### GIVEN DATA:
■ ■ ■ ■ ■
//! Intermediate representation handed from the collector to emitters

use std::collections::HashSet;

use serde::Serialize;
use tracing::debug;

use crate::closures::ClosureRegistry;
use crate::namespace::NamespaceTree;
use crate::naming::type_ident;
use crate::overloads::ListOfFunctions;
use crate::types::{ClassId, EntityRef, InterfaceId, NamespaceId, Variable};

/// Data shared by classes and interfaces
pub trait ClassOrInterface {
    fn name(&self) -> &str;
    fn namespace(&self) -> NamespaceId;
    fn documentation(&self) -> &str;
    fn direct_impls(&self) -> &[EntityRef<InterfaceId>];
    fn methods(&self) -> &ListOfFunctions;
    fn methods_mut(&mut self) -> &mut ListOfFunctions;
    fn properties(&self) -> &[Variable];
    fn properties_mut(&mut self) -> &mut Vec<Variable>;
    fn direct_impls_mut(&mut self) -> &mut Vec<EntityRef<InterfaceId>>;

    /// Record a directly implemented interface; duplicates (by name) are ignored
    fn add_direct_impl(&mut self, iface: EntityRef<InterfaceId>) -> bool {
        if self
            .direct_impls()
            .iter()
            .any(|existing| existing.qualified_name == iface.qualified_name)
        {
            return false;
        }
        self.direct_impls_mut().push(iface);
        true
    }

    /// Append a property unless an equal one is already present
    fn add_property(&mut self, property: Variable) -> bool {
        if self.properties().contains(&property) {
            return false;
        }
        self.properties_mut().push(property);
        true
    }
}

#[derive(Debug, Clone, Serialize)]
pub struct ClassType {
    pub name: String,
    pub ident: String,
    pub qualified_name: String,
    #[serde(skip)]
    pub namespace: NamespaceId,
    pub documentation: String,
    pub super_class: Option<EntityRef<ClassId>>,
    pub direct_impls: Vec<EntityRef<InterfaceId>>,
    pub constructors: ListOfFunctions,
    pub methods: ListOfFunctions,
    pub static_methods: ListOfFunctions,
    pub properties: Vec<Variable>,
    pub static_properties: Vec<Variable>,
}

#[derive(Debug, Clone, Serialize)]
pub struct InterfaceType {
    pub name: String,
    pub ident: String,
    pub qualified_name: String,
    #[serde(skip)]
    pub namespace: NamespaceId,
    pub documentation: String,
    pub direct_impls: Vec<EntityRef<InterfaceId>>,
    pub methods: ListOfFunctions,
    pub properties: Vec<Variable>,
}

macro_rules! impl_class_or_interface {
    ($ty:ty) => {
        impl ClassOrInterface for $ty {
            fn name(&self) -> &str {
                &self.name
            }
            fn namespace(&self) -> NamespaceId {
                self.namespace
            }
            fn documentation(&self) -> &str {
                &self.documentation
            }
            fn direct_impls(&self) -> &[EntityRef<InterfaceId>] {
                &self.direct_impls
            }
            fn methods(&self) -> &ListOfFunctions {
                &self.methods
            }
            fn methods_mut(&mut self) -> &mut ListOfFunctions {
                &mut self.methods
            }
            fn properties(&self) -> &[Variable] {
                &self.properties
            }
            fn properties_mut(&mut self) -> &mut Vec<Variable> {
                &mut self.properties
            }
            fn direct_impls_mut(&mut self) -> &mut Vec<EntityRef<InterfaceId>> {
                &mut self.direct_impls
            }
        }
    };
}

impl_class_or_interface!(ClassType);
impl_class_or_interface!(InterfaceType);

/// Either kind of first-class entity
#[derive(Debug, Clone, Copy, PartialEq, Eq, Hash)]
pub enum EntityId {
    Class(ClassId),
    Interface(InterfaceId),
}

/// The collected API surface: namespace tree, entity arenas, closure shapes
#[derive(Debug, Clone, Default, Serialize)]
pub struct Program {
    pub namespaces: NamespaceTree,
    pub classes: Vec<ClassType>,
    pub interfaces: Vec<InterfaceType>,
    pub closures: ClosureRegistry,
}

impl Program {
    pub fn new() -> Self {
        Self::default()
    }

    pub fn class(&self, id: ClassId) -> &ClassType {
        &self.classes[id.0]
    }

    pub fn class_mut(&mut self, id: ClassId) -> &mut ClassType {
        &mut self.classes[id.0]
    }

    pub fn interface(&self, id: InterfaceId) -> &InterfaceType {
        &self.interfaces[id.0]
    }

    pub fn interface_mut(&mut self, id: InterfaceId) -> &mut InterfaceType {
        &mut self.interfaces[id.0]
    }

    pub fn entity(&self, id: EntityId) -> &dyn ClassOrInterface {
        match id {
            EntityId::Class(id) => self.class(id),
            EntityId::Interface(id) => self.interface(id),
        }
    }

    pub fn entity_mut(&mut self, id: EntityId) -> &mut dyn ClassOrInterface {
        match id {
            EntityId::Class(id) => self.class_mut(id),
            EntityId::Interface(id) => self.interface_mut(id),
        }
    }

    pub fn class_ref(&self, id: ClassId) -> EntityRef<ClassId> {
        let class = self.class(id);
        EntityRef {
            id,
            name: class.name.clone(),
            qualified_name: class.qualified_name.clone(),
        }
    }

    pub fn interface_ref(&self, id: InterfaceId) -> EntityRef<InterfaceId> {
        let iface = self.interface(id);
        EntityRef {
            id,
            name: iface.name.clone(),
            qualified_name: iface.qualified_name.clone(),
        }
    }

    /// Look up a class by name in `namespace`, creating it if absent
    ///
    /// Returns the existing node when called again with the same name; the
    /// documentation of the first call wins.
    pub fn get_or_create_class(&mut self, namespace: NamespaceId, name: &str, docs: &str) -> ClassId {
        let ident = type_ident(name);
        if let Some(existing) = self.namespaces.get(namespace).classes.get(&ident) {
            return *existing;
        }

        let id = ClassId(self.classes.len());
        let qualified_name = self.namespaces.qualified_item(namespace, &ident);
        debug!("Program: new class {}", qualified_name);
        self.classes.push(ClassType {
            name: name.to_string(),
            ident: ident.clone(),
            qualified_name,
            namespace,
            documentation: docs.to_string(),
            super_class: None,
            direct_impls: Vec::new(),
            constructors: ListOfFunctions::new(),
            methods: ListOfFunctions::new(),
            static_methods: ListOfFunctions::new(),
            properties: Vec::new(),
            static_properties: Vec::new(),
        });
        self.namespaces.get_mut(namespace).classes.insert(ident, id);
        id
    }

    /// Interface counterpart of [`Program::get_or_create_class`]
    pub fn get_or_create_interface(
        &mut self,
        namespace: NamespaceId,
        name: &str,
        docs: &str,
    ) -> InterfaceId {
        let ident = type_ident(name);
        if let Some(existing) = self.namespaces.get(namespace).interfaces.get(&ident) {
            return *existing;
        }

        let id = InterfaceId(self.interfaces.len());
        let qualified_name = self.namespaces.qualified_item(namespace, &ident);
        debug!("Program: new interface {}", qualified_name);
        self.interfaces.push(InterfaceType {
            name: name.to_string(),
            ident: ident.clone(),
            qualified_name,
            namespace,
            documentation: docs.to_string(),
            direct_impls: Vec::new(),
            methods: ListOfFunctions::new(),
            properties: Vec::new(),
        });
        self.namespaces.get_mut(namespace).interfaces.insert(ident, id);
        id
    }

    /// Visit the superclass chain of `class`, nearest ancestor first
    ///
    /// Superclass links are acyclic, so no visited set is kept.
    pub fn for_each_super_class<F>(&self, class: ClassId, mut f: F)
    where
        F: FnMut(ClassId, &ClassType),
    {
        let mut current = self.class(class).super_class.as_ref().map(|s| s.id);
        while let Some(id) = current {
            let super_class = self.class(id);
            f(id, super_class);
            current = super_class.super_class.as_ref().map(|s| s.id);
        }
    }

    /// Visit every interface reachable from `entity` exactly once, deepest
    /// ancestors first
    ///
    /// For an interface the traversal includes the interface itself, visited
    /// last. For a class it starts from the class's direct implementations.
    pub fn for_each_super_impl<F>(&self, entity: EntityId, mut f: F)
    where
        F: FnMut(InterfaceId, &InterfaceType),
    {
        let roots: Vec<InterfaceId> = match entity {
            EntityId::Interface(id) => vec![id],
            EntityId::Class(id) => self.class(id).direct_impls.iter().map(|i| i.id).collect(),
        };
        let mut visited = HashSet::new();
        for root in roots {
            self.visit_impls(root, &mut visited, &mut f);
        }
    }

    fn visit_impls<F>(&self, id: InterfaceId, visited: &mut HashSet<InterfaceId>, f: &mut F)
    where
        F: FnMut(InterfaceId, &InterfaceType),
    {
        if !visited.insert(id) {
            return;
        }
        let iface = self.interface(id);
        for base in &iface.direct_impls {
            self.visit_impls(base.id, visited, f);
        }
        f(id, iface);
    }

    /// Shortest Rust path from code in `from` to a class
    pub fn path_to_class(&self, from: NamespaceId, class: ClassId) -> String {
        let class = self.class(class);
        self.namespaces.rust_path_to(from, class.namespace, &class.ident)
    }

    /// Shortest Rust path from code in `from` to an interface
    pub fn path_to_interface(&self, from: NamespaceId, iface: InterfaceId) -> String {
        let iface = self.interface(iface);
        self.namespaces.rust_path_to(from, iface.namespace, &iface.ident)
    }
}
■ ■ ■ ■ ■
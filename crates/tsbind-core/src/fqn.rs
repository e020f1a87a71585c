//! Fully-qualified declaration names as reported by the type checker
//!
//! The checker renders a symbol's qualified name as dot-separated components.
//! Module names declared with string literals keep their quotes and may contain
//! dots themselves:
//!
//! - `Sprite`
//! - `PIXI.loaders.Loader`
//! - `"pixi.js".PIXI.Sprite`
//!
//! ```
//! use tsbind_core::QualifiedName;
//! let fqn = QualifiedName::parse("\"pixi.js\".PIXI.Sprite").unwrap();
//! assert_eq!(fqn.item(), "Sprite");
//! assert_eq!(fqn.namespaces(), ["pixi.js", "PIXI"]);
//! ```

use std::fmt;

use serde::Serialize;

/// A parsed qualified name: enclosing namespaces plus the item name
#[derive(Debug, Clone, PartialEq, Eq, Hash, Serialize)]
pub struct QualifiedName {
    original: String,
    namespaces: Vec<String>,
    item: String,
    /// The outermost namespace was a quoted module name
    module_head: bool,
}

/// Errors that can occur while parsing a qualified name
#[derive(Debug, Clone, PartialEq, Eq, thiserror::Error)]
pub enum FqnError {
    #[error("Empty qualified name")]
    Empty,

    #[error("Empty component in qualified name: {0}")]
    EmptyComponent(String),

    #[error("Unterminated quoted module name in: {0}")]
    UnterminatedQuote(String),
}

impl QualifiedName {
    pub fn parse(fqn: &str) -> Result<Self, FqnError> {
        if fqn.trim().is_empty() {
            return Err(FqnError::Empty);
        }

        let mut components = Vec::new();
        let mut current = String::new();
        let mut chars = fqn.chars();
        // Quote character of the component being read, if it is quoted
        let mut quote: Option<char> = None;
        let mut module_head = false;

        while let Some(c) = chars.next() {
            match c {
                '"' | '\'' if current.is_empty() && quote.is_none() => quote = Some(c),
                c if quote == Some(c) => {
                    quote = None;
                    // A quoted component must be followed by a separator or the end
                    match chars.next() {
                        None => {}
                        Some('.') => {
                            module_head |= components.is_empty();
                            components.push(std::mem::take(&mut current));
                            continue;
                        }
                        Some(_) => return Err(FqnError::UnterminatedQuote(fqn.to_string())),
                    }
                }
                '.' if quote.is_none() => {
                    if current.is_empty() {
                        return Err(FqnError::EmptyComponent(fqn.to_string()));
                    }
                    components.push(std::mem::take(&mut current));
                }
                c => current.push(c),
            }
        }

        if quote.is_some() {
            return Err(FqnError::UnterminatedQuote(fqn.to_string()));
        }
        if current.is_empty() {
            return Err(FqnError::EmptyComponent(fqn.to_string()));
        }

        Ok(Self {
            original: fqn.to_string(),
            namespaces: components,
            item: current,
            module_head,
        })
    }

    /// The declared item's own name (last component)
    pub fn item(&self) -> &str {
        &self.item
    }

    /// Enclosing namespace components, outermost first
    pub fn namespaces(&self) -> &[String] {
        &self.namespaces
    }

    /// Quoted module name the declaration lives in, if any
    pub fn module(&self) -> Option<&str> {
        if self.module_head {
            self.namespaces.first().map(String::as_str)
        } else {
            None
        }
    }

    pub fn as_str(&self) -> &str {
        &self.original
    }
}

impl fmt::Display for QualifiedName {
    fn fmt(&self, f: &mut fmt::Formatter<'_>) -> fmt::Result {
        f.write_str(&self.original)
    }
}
■ ■ ■ ■ ■
### TASK TO COMPLETE:
All that is wanted is an exact copy of the lines above from the one with "pub fn interface_mut(&mut" through the one with "pub fn get_or_create_class(&mut", with both ends included.

### RESULT FOR THIS TASK:
    pub fn interface_mut(&mut self, id: InterfaceId) -> &mut InterfaceType {
        &mut self.interfaces[id.0]
    }

    pub fn entity(&self, id: EntityId) -> &dyn ClassOrInterface {
        match id {
            EntityId::Class(id) => self.class(id),
            EntityId::Interface(id) => self.interface(id),
        }
    }

    pub fn entity_mut(&mut self, id: EntityId) -> &mut dyn ClassOrInterface {
        match id {
            EntityId::Class(id) => self.class_mut(id),
            EntityId::Interface(id) => self.interface_mut(id),
        }
    }

    pub fn class_ref(&self, id: ClassId) -> EntityRef<ClassId> {
        let class = self.class(id);
        EntityRef {
            id,
            name: class.name.clone(),
            qualified_name: class.qualified_name.clone(),
        }
    }

    pub fn interface_ref(&self, id: InterfaceId) -> EntityRef<InterfaceId> {
        let iface = self.interface(id);
        EntityRef {
            id,
            name: iface.name.clone(),
            qualified_name: iface.qualified_name.clone(),
        }
    }

    /// Look up a class by name in `namespace`, creating it if absent
    ///
    /// Returns the existing node when called again with the same name; the
    /// documentation of the first call wins.
    pub fn get_or_create_class(&mut self, namespace: NamespaceId, name: &str, docs: &str) -> ClassId {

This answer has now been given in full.